The Garden State’s Richard Stockton, memorialized with a rest stop along the New Jersey Turnpike and a statue in the U.S. Capitol, endured perhaps the worst treatment at the enemy’s hands. The British burned his library, destroyed his livestock, looted his property, and placed him in a prison for common criminals. Captured while on the run, Stockton, Lossing notes, “remained a prisoner for some time, and, on account of his position as one of the signers of the Declaration of Independence, he was treated with great severity. The hardships he endured shattered his constitution, and when he found himself almost a beggar, through the vandalism of the British in destroying his estate, and by the depreciation of the continental paper currency, he was seized with a despondency from which he never recovered.” He suffered from cancer and died before the Treaty of Paris.
Robert Morris, “financier of the Revolution,” paid Washington’s soldiers out of his pocket and launched a private navy that lost scores of ships.
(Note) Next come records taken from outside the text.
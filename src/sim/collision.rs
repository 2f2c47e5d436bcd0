//! Circle overlap tests between entities
//!
//! Everything that collides in this game is a circle: ship, bullets and rocks.
//! Contact is inclusive (`distance <= r1 + r2`).

use glam::Vec2;

use super::entity::{EntityId, Others};

/// Whether two circles touch or overlap
#[inline]
pub fn circles_overlap(a: Vec2, a_radius: f32, b: Vec2, b_radius: f32) -> bool {
    a.distance(b) <= a_radius + b_radius
}

/// First live asteroid (collection order) touching the circle.
///
/// Rocks already destroyed this tick are skipped, so a second bullet in the
/// same tick flies through them instead of scoring a kill twice.
pub fn first_asteroid_hit(pos: Vec2, radius: f32, others: &Others<'_>) -> Option<EntityId> {
    others
        .asteroids()
        .find(|(entity, asteroid)| {
            !entity.body.remove && circles_overlap(pos, radius, entity.body.pos, asteroid.size)
        })
        .map(|(entity, _)| entity.id)
}

/// Whether any asteroid touches the circle
pub fn touches_any_asteroid(pos: Vec2, radius: f32, others: &Others<'_>) -> bool {
    others
        .asteroids()
        .any(|(entity, asteroid)| circles_overlap(pos, radius, entity.body.pos, asteroid.size))
}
The fledgling republic’s richest man, for reasons mostly unrelated to the Revolution, landed in a debtor’s prison during his old age. There are 311 million freemen in debt to Morris today.
Two-hundred-thirty-six July Fourths later, politicians occasionally lose their offices for actions they take. But they don’t lose their homes. Public service often leads to private wealth. It doesn’t demand the private wealth of public servants. The old men who vote young men into battle generally don’t take up arms alongside them. Today, politicians who break the laws they are entrusted to make generally don’t go to jail. Then, politicians who demonstrated their patriotism on the battlefield found themselves imprisoned. There is something special about this day because there was something special about the fifty-six men who made this day famous.
Their lives gave power to their words. When the signers of the Declaration of Independence pledged “to each other our Lives, our Fortunes, and our sacred Honor,” they made no empty boast.